On 16 June 2018, he moved to Baltika Kaliningrad. On 27 July 2018, after just two league games for Baltika, he signed with the Russian Premier League club Ural Yekaterinburg. After playing just two games for Ural (one in the league and another in the Russian Cup), his contract was dissolved by mutual consent on 29 January 2019.
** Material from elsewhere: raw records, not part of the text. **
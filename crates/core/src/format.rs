//! Byte layout of a serialized blob object.
//!
//! Every offset and width used by the encoder and decoder lives here so the
//! two sides cannot drift apart.
//!
//! ```text
//! offset  size  field
//! 0       1     is_native_language
//! 1       4     language_id          (u32 BE)
//! 5       4     language_version_id  (u32 BE)
//! 9       4     language_type_id     (u32 BE)
//! 13      4     code_type_id         (u32 BE)
//! 17      2     code_id length L     (u16 BE)
//! 19      L     code_id              (base64, standard alphabet, padded)
//! 19+L    1     delimiter            (0x00)
//! 20+L    ..    payload
//! ```

/// Byte terminating the header section.
pub const PACKET_NULL_BYTE: u8 = 0x00;

/// Width of the fixed fields: one flag byte followed by four u32s.
pub const FIXED_HEADER_SIZE: usize = 17;

/// Width of the encoded code id length prefix.
pub const LENGTH_PREFIX_SIZE: usize = 2;

/// Offset of the first encoded code id byte.
pub const CODE_ID_OFFSET: usize = FIXED_HEADER_SIZE + LENGTH_PREFIX_SIZE;

/// Largest encoded code id the length prefix can describe.
pub const MAX_ENCODED_CODE_ID_LEN: usize = u16::MAX as usize;

/// Field offsets within the fixed header.
pub mod offsets {
    /// `is_native_language` flag byte
    pub const IS_NATIVE_LANGUAGE: usize = 0;
    /// `language_id`
    pub const LANGUAGE_ID: usize = 1;
    /// `language_version_id`
    pub const LANGUAGE_VERSION_ID: usize = 5;
    /// `language_type_id`
    pub const LANGUAGE_TYPE_ID: usize = 9;
    /// `code_type_id`
    pub const CODE_TYPE_ID: usize = 13;
    /// Encoded code id length prefix
    pub const CODE_ID_LEN: usize = 17;
}

/// Offset of the delimiter for an encoded code id of `encoded_len` bytes.
#[inline]
pub const fn delimiter_offset(encoded_len: usize) -> usize {
    CODE_ID_OFFSET + encoded_len
}

/// Smallest possible blob: empty code id, delimiter, no payload.
pub const MIN_BLOB_SIZE: usize = delimiter_offset(0) + 1;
On 11 March 2019, Khodzhaniyazov signed with Belarusian club BATE Borisov. A few months later, in August 2019, he moved to Azerbaijani club Sumgayit.

==International career==
He began performing for the Russian youth team in 2012. With it he attended the Viktor Bannikov Memorial Tournament where he played four matches. In the tournament the team finished in second place, losing the final in a penalty shootout to Ukraine.
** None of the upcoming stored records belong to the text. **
//! Binary wire encoding for blob objects
//!
//! A blob is a fixed 17-byte header, a length-prefixed base64 code id, a
//! `0x00` delimiter and the raw payload. See [`objkit_core::format`] for the
//! exact byte layout.

mod decode;
mod encode;
mod options;

pub use decode::{decode_blob, decode_blob_with};
pub use encode::{encode_blob, encode_blob_into, encode_blob_with, encoded_len, encoded_len_with};
pub use options::{CodecOptions, DelimiterPolicy};

use objkit_core::{ObjectHeader, Result};
use serde::{Deserialize, Serialize};

/// A header together with an owned payload
///
/// Owned counterpart of the `(ObjectHeader, &[u8])` pair returned by
/// [`decode_blob`], for callers that outlive the input buffer.
#[derive(Debug, Clone, PartialEq, Eq, Serialize, Deserialize)]
pub struct BlobObject {
    /// Metadata header
    pub header: ObjectHeader,
    /// Opaque payload
    pub payload: Vec<u8>,
}

impl BlobObject {
    /// Create a blob object
    pub fn new(header: ObjectHeader, payload: impl Into<Vec<u8>>) -> Self {
        BlobObject {
            header,
            payload: payload.into(),
        }
    }

    /// Encode with default options
    pub fn to_bytes(&self) -> Result<Vec<u8>> {
        encode_blob(&self.header, &self.payload)
    }

    /// Decode with default options, copying the payload
    pub fn from_bytes(data: &[u8]) -> Result<Self> {
        Self::from_bytes_with(&CodecOptions::default(), data)
    }

    /// Decode with explicit options, copying the payload
    pub fn from_bytes_with(options: &CodecOptions, data: &[u8]) -> Result<Self> {
        let (header, payload) = decode_blob_with(options, data)?;
        Ok(BlobObject::new(header, payload))
    }

    /// Size of the encoded form with default options
    pub fn encoded_len(&self) -> Result<usize> {
        encoded_len(&self.header, self.payload.len())
    }
}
In the junior team of Russia he went to the European U-17 Championship 2013. In the first match, he scored his first goal for Russia. At this tournament, he played all five games, and Russia U-17 team became European champion. He also participated in the 2013 FIFA U-17 World Cup.
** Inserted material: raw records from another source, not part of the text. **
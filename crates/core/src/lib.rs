//! Core types for objkit
//!
//! This crate defines the shared vocabulary of the blob codec:
//! - [`ObjectHeader`] and [`CodeId`]: the header record
//! - [`BlobError`]: every failure the codec reports
//! - [`format`]: byte offsets and widths of the wire layout

#![warn(missing_docs)]
#![warn(clippy::all)]

pub mod error;
pub mod format;
pub mod types;

pub use error::{BlobError, Result};
pub use types::{CodeId, ObjectHeader};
Later he represented Russia national under-19 football team at the 2015 UEFA European Under-19 Championship, where Russia came in second place. He is available to represent for either senior Russia or Turkmenistan.

==Career statistics==

| Club | Season | League |  |  | Cup |  | Continental |  | Total |  |
| Division | Apps | Goals | Apps | Goals | Apps | Goals | Apps | Goals |
| Zenit Saint Petersburg | 2013–14 | Russian Premier League | 2 | 0 | 0 | 0 | 1 | 0 | 3 | 0 |
| 2014–15 | Russian Premier League | 0 | 0 | 0 | 0 | 1 | 0 | 1 | 0 |
| Total |  | 2 | 0 | 0 | 0 | 2 | 0 | 4 | 0 |
| Zenit-2 Saint Petersburg | 2013–14 | Russian Second League | 2 | 0 | – |  | – |  | 2 | 0 |
| Amkar Perm (loan) | 2013–14 | Russian Premier League | 1 | 0 | – |  | – |  | 1 | 0 |
| Zenit-2 Saint Petersburg | 2014–15 | Russian Second League | 5 | 0 | – |  | – |  | 5 | 0 |
| 2015–16 | Russian First League | 1 | 0 | – |  | – |  | 1 | 0 |
| Total |  | 6 | 0 | 0 | 0 | 0 | 0 | 6 | 0 |
| AGF | 2015–16 | Danish Superliga | 15 | 0 | 3 | 0 | – |  | 18 | 0 |
| 2016–17 | Danish Superliga | 21 | 1 | 3 | 0 | – |  | 24 | 1 |
| Total |  | 36 | 1 | 6 | 0 | 0 | 0 | 42 | 1 |
| Dynamo Saint Petersburg | 2017–18 | Russian First League | 8 | 0 | – |  | – |  | 8 | 0 |
| Baltika Kaliningrad | 2018–19 | Russian First League | 2 | 0 | – |  | – |  | 2 | 0 |
| Ural Yekaterinburg | 2018–19 | Russian Premier League | 1 | 0 | 1 | 0 | – |  | 2 | 0 |
| BATE Borisov | 2019 | Belarusian Premier League | 2 | 0 | 2 | 0 | 0 | 0 | 4 | 0 |
| Sumgayit | 2019–20 | Azerbaijan Premier League | 16 | 0 | 2 | 0 | – |  | 18 | 0 |
| 2020–21 | Azerbaijan Premier League | 23 | 3 | 4 | 0 | 1 | 0 | 28 | 3 |
| 2021–22 | Azerbaijan Premier League | 25 | 1 | 2 | 0 | 2 | 0 | 29 | 1 |
| 2022–23 | Azerbaijan Premier League | 0 | 0 | – |  | – |  | 0 | 0 |
| Total |  | 64 | 4 | 8 | 0 | 3 | 0 | 75 | 4 |
| Akron Tolyatti | 2022–23 | Russian First League | 25 | 0 | 6 | 0 | – |  | 31 | 0 |
| 2023–24 | Russian First League | 9 | 0 | 2 | 0 | – |  | 11 | 0 |
| Total |  | 34 | 0 | 8 | 0 | 0 | 0 | 42 | 0 |
| Career total |  |  | 158 | 5 | 25 | 0 | 5 | 0 | 188 | 5 |

==Honours==

===Club===
- Zenit Saint Petersburg
- Russian Football Premier League: 2014–15

===International===
- 2013 UEFA European Under-17 Football Championship winner with Russia.